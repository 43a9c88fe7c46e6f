//! Configuration options for the backend.

use crate::ops::BYTECODE_SIZE_LIMIT;

/// Configuration options for compilation.
///
/// # Example
///
/// ```
/// use kindle_core::api::CompilerOptions;
///
/// let options = CompilerOptions {
///     size_limit: 20_000,
///     ..CompilerOptions::default()
/// };
/// assert!(!options.positions);
/// ```
#[derive(Debug, Clone, PartialEq, Eq)]
pub struct CompilerOptions {
    /// Estimated size at which a routine is split.
    ///
    /// Default: 55 000, below the 65 535-byte ceiling of a target method
    /// body so estimation slack never reaches the hard limit.
    pub size_limit: usize,

    /// Emit a `Position` marker with the source offset of every statement.
    ///
    /// Default: false
    pub positions: bool,
}

impl Default for CompilerOptions {
    fn default() -> Self {
        Self {
            size_limit: BYTECODE_SIZE_LIMIT,
            positions: false,
        }
    }
}

/// Configuration options for running compiled routines.
///
/// # Example
///
/// ```
/// use kindle_core::api::ExecutionOptions;
///
/// let options = ExecutionOptions {
///     max_depth: 200,
///     max_steps: Some(1_000_000),
/// };
/// ```
#[derive(Debug, Clone, PartialEq, Eq)]
pub struct ExecutionOptions {
    /// Maximum routine call depth (for recursion protection).
    ///
    /// Default: 1000
    pub max_depth: usize,

    /// Maximum number of operations a single top-level call may execute.
    ///
    /// Set to `None` for no limit (be careful with untrusted code!).
    ///
    /// Default: None
    pub max_steps: Option<u64>,
}

impl Default for ExecutionOptions {
    fn default() -> Self {
        Self {
            max_depth: 1000,
            max_steps: None,
        }
    }
}
use core::fmt;

/// Evaluation stack of one routine activation.
///
/// Compiled routines declare their maximum depth; exceeding it indicates a
/// generation defect and is caught by a debug assertion.
pub struct Stack<T> {
    items: Vec<T>,
    max_size: usize,
}

impl<T> Stack<T> {
    pub fn new(max_size: usize) -> Self {
        Self {
            items: Vec::with_capacity(max_size.min(256)),
            max_size,
        }
    }

    #[inline]
    pub fn push(&mut self, value: T) {
        debug_assert!(
            self.items.len() < self.max_size.max(1),
            "stack overflow: attempted to push beyond declared maximum of {}",
            self.max_size
        );
        self.items.push(value);
    }

    #[inline]
    pub fn pop(&mut self) -> Option<T> {
        self.items.pop()
    }

    /// Remove the top `n` values, returned bottom to top.
    pub fn pop_n(&mut self, n: usize) -> Option<Vec<T>> {
        let len = self.items.len();
        if n > len {
            return None;
        }
        Some(self.items.split_off(len - n))
    }

    #[inline]
    pub fn peek(&self) -> Option<&T> {
        self.items.last()
    }

    #[inline]
    pub fn clear(&mut self) {
        self.items.clear();
    }
}

impl<T: Clone> Stack<T> {
    /// Duplicate the top value. Returns `false` on an empty stack.
    pub fn dup(&mut self) -> bool {
        match self.peek().cloned() {
            Some(value) => {
                self.push(value);
                true
            }
            None => false,
        }
    }
}

impl<T: fmt::Debug> fmt::Debug for Stack<T> {
    fn fmt(&self, f: &mut fmt::Formatter<'_>) -> fmt::Result {
        f.debug_struct("Stack")
            .field("items", &self.items)
            .field("max_size", &self.max_size)
            .finish()
    }
}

============================================================

> WHAT THE TASK ASKS
Scan the entries above for the word "impl". Report the lines that hold it.

> RESPONSE BOX
impl Default for CompilerOptions {
impl Default for ExecutionOptions {
impl<T> Stack<T> {
impl<T: Clone> Stack<T> {
impl<T: fmt::Debug> fmt::Debug for Stack<T> {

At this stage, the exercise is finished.